I have a silly questions - but I think this would help everyone - as I am having trouble finding the information - mainly from AGS - but it would be great for a quick reference - 

What do all those "things" mean on a pedigree - such as *S and MCH and so forth. I know most of them, but it would be great to have the lists for AGS and ADGA.
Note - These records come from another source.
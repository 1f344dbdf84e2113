//! Packet envelope exchanged with the host.
//!
//! # Design
//! A packet is one contiguous buffer: an 8-byte little-endian header followed
//! by content. The header carries the content length, the instance code and
//! the domain tag:
//!
//! ```text
//! [0..4] length  u32   content bytes while in transit, suspend marker when stored
//! [4..6] code    i16
//! [6]    domain  u8
//! [7]    reserved
//! ```
//!
//! When a packet is parked as suspended state, the length field is
//! overwritten with a `SuspendMarker`. From then on the buffer's own extent
//! is authoritative for size, and `restore_length` recomputes the field
//! before the packet goes back on the wire.

use bytes::{Buf, BufMut};

use crate::error::ServiceError;

/// Size of the fixed packet header.
pub const HEADER_SIZE: usize = 8;

const OFFSET_LENGTH: usize = 0;
const OFFSET_CODE: usize = 4;
const OFFSET_DOMAIN: usize = 6;

/// Host-assigned identity of an instance, stamped into every reply.
#[derive(Debug, Clone, Copy, PartialEq, Eq, Hash, Default)]
pub struct Code(pub i16);

/// Sub-protocol a packet belongs to.
#[derive(Debug, Clone, Copy, PartialEq, Eq)]
#[repr(u8)]
pub enum Domain {
    Call = 0,
    Info = 1,
    Flow = 2,
    Data = 3,
}

impl Domain {
    pub fn from_u8(value: u8) -> Option<Self> {
        match value {
            0 => Some(Domain::Call),
            1 => Some(Domain::Info),
            2 => Some(Domain::Flow),
            3 => Some(Domain::Data),
            _ => None,
        }
    }
}

/// Value stored in the length field of a suspended packet.
#[derive(Debug, Clone, Copy, PartialEq, Eq)]
#[repr(u32)]
pub enum SuspendMarker {
    /// A call was received and must be processed again from scratch.
    Incoming = 0,
    /// A reply was built but not yet delivered.
    Outgoing = 1,
}

impl SuspendMarker {
    pub fn from_u32(value: u32) -> Option<Self> {
        match value {
            0 => Some(SuspendMarker::Incoming),
            1 => Some(SuspendMarker::Outgoing),
            _ => None,
        }
    }
}

/// A header plus content, owned as a single buffer.
#[derive(Debug, Clone, PartialEq, Eq)]
pub struct Packet {
    buf: Vec<u8>,
}

impl Packet {
    /// Build a packet by copying `content` after a fresh header.
    pub fn new(code: Code, domain: Domain, content: &[u8]) -> Self {
        Self::build(code, domain, |buf| buf.extend_from_slice(content))
    }

    /// Build a packet whose content is written in place by `fill`.
    ///
    /// `fill` receives the buffer positioned just past the header and must
    /// only append to it.
    pub fn build(code: Code, domain: Domain, fill: impl FnOnce(&mut Vec<u8>)) -> Self {
        let mut buf = vec![0u8; HEADER_SIZE];
        fill(&mut buf);

        let mut packet = Self { buf };
        packet.restore_length();
        (&mut packet.buf[OFFSET_CODE..]).put_i16_le(code.0);
        packet.buf[OFFSET_DOMAIN] = domain as u8;
        packet
    }

    /// Take ownership of a raw buffer without copying it.
    pub fn from_bytes(buf: Vec<u8>) -> Result<Self, ServiceError> {
        if buf.len() < HEADER_SIZE {
            return Err(ServiceError::InvalidState { len: buf.len() });
        }
        Ok(Self { buf })
    }

    pub fn code(&self) -> Code {
        Code((&self.buf[OFFSET_CODE..]).get_i16_le())
    }

    pub fn raw_domain(&self) -> u8 {
        self.buf[OFFSET_DOMAIN]
    }

    /// Domain tag, or `None` for tags this service does not know.
    pub fn domain(&self) -> Option<Domain> {
        Domain::from_u8(self.raw_domain())
    }

    /// Raw value of the length field. Meaningful as a length only while the
    /// packet is in transit.
    pub fn length_field(&self) -> u32 {
        (&self.buf[OFFSET_LENGTH..]).get_u32_le()
    }

    /// Everything after the header.
    pub fn content(&self) -> &[u8] {
        &self.buf[HEADER_SIZE..]
    }

    pub fn as_bytes(&self) -> &[u8] {
        &self.buf
    }

    pub fn into_bytes(self) -> Vec<u8> {
        self.buf
    }

    /// Interpret the length field as a suspend marker.
    pub fn suspend_marker(&self) -> Option<SuspendMarker> {
        SuspendMarker::from_u32(self.length_field())
    }

    /// Overwrite the length field with `marker`.
    pub fn mark_suspended(&mut self, marker: SuspendMarker) {
        (&mut self.buf[OFFSET_LENGTH..]).put_u32_le(marker as u32);
    }

    /// Recompute the length field from the buffer extent.
    pub fn restore_length(&mut self) {
        let len = (self.buf.len() - HEADER_SIZE) as u32;
        (&mut self.buf[OFFSET_LENGTH..]).put_u32_le(len);
    }
}
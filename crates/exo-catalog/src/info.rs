//! Label/value rows describing a selected planet.

use std::fmt;

use crate::record::ExoplanetRecord;

const MISSING: &str = "—";

/// One line of the info panel.
#[derive(Debug, Clone, PartialEq, Eq)]
pub struct InfoRow {
    pub label: &'static str,
    pub value: String,
}

/// Everything the info panel shows for a planet.
#[derive(Debug, Clone, PartialEq, Eq)]
pub struct PlanetInfo {
    pub rows: Vec<InfoRow>,
}

impl PlanetInfo {
    /// Build the panel rows for a record.
    pub fn from_record(record: &ExoplanetRecord) -> Self {
        let rows = vec![
            row("Name", Some(record.display_name())),
            row("Orbital period", record.koi_period.map(|p| format!("{p} days"))),
            row("Radius", record.koi_prad.map(|r| r.to_string())),
            row("Temperature", record.koi_teq.map(|t| format!("{t} K"))),
            row("Magnitude", record.koi_kepmag.map(|m| m.to_string())),
            row("Insolation", record.koi_insol.map(|i| i.to_string())),
            row("RA", record.ra_str.clone()),
            row("Dec", record.dec_str.clone()),
        ];
        Self { rows }
    }

    /// Value of the row with the given label.
    pub fn value(&self, label: &str) -> Option<&str> {
        self.rows
            .iter()
            .find(|r| r.label == label)
            .map(|r| r.value.as_str())
    }
}

fn row(label: &'static str, value: Option<String>) -> InfoRow {
    InfoRow {
        label,
        value: value.unwrap_or_else(|| MISSING.to_string()),
    }
}

impl fmt::Display for PlanetInfo {
    fn fmt(&self, f: &mut fmt::Formatter<'_>) -> fmt::Result {
        for (i, row) in self.rows.iter().enumerate() {
            if i > 0 {
                writeln!(f)?;
            }
            write!(f, "{}: {}", row.label, row.value)?;
        }
        Ok(())
    }
}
Thanks all you "show" people!


----------



## kelebek (Oct 5, 2007)

anyone?


----------



## redneck_acres (Oct 18, 2007)

*S= The sire has earned his production star.
MCH= Master Champion (has earned all their Champion legs)
GCH= Grand Champion(has earned all their Champion legs in ADGA
*M= The doe has earned their milk star

+*B= The buck has 3 *M daughters from three different dams. Atleast 2 of the dams must be registered or recorded with ADGA. OR the buck has 2 +B sons, or he has one AR son and two AR and/or *M daughters, or he has one +B son and two AR and/or *M daughters


----------



## kelebek (Oct 5, 2007)

Thank you - *******....

Does anyone know about AGS????


----------



## goathappy (Oct 5, 2007)

I'm pretty sure for AGS it is the same thing as it is with the ADGA, except AGS has *S instead of *B for bucks and *D instead of *M for does.


----------



## kelebek (Oct 5, 2007)

NICE - My man is even better then I thought - heheeh


----------



## StaceyRosado (Oct 5, 2007)

I know what MCH means but what does ARMCH mean?


----------



## redneck_acres (Oct 18, 2007)

AR is the Advanced Registry. 

"AR (Advanced Registry) is based on DHIR records and actual milk test records. ST is based on progeny performance, one-day tests, or owner sampler records." As quoted from the ADGA website.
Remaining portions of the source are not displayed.